The word "ShapeMismatch" appears in some lines of the entries. Say how many, and give nothing but the number.

-- Data to examine follows --

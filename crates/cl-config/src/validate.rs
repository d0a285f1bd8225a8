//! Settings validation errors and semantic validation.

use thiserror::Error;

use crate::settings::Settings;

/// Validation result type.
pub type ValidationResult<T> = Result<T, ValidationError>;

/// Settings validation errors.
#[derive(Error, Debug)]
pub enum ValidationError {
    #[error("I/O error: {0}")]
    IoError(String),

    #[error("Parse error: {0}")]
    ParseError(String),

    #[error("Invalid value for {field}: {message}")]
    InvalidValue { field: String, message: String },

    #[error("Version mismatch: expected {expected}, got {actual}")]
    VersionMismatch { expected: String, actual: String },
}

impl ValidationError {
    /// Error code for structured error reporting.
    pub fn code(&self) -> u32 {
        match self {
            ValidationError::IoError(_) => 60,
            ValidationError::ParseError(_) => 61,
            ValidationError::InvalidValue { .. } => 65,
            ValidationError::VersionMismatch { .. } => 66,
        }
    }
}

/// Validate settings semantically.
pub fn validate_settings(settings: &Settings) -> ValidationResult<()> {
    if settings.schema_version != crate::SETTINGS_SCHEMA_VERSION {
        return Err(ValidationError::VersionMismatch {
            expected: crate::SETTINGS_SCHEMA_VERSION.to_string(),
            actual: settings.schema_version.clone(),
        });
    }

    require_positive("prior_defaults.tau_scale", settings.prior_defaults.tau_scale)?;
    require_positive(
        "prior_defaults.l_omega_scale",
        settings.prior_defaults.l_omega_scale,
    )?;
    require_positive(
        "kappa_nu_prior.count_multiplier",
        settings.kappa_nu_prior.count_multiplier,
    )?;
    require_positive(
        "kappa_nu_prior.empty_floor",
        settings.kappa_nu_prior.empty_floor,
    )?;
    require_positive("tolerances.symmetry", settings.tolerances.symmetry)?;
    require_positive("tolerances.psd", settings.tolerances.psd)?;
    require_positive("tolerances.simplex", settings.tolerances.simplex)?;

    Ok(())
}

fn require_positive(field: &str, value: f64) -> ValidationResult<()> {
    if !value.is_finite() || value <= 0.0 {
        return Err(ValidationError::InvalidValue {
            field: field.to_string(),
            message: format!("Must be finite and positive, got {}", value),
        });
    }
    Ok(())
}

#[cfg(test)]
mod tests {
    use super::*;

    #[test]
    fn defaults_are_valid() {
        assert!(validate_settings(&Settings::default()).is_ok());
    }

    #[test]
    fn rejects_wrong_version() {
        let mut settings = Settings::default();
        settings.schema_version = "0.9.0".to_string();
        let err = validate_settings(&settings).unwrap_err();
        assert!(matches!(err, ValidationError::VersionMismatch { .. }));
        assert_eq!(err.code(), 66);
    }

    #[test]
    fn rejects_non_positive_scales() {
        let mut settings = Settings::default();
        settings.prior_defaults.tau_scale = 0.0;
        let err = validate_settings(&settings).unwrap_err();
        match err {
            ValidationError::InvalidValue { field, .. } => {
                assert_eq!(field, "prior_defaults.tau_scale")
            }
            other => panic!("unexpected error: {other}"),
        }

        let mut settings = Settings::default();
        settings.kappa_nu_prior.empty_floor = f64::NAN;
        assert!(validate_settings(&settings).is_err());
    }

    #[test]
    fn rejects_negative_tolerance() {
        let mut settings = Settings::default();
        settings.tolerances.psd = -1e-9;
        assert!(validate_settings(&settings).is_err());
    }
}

-- Data to examine concluded --
-- Data to examine follows --

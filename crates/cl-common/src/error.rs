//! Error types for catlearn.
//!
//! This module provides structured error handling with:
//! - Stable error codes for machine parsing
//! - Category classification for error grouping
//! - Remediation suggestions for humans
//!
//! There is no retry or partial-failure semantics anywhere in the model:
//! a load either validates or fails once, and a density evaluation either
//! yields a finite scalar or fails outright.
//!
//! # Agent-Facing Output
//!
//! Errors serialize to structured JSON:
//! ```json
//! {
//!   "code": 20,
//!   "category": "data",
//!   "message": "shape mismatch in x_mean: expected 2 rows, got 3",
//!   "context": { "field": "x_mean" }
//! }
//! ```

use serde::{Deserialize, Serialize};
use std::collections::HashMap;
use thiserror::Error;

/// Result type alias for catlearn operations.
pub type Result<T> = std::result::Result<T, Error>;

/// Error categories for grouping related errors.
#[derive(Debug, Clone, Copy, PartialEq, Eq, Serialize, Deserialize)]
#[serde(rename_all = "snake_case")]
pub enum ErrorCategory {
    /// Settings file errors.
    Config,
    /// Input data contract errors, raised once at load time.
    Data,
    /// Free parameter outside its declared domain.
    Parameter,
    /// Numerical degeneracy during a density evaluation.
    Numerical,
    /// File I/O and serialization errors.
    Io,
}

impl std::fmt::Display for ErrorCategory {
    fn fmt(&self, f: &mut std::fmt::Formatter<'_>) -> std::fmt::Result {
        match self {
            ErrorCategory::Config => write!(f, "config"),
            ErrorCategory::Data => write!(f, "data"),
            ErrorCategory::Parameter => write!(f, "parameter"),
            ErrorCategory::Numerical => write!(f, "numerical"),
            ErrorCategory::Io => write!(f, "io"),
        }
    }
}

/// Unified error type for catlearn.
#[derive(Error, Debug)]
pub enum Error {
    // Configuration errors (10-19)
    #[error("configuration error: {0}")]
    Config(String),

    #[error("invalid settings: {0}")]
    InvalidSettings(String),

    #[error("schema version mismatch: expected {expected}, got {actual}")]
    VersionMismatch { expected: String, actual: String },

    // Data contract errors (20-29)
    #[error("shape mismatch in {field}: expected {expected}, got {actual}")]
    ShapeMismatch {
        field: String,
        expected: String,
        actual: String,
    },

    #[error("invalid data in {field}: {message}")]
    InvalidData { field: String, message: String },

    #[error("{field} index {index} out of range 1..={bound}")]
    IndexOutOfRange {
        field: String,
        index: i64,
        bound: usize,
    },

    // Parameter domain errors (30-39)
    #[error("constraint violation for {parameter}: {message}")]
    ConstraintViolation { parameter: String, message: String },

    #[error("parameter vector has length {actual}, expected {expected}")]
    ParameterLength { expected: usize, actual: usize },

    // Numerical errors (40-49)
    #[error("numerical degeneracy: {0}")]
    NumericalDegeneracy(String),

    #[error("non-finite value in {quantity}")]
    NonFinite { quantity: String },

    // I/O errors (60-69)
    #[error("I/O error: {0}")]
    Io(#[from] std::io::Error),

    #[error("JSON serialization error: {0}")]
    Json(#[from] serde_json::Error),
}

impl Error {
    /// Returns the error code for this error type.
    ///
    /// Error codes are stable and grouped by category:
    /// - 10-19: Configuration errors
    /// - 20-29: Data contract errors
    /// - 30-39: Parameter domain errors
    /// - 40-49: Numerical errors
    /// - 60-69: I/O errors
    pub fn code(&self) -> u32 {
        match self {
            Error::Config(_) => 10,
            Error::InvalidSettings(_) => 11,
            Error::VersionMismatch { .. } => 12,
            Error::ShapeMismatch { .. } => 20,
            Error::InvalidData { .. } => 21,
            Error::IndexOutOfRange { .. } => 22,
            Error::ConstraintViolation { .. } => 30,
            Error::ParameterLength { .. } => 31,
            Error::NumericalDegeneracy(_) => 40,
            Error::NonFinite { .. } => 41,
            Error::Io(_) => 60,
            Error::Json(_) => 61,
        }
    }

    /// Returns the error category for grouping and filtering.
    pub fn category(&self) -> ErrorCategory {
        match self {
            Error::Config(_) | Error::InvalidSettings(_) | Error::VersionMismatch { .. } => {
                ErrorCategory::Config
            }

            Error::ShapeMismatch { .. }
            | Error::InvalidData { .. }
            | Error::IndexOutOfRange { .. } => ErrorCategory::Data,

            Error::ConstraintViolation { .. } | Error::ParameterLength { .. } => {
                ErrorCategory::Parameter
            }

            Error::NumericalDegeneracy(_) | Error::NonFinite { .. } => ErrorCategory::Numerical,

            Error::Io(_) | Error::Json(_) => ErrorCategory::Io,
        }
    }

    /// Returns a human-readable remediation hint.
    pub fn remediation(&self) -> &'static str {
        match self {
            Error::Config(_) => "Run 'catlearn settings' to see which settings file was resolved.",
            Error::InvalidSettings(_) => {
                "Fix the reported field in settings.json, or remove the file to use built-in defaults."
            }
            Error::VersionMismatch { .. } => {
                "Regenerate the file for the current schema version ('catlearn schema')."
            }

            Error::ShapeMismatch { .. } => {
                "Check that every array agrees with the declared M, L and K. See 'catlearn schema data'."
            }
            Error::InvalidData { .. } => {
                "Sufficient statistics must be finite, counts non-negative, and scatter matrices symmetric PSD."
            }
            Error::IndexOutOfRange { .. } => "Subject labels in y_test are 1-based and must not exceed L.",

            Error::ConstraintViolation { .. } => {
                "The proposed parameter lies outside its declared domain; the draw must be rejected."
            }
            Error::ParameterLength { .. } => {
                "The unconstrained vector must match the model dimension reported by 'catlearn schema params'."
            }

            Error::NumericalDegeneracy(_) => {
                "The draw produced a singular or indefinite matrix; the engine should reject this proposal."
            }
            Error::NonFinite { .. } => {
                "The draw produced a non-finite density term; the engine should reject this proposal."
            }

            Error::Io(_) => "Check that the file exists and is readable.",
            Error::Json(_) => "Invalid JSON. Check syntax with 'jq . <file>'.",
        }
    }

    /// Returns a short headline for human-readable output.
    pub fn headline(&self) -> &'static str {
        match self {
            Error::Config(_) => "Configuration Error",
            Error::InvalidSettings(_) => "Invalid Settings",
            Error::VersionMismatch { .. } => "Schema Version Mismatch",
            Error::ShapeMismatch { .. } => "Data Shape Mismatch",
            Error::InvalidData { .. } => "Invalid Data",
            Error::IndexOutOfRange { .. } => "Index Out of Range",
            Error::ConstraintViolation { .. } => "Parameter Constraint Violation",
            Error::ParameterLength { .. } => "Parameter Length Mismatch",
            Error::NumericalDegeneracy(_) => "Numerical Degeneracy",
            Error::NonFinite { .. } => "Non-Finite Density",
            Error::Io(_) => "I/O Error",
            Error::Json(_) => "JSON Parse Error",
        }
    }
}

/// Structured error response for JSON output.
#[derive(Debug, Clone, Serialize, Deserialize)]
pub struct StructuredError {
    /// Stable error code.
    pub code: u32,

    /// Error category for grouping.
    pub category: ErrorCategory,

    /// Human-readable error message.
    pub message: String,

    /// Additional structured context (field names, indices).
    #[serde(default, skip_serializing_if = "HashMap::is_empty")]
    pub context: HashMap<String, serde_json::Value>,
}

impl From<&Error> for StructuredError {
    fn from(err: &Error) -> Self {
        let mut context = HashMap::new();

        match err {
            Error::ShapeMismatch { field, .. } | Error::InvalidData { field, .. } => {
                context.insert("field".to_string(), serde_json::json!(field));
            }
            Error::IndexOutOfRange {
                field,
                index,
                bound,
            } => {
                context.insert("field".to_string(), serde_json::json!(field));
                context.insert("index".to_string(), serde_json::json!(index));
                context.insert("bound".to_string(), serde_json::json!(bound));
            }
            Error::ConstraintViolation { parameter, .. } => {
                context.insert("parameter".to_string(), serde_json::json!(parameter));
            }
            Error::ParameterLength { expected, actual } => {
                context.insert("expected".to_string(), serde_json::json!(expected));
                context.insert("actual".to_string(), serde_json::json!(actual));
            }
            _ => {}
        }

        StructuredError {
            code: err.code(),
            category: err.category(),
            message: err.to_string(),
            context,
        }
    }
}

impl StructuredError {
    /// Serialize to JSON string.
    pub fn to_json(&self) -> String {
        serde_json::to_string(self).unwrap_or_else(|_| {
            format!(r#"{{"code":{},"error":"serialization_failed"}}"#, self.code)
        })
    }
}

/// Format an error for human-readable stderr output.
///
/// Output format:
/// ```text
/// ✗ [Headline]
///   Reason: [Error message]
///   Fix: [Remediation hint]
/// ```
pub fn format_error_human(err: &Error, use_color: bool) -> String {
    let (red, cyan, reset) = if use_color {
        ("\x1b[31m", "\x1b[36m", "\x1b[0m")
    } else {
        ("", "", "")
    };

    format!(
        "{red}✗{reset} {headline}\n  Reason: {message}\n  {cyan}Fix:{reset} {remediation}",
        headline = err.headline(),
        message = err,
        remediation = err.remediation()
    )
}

-- Data to examine concluded --

### Result of the exercise:
6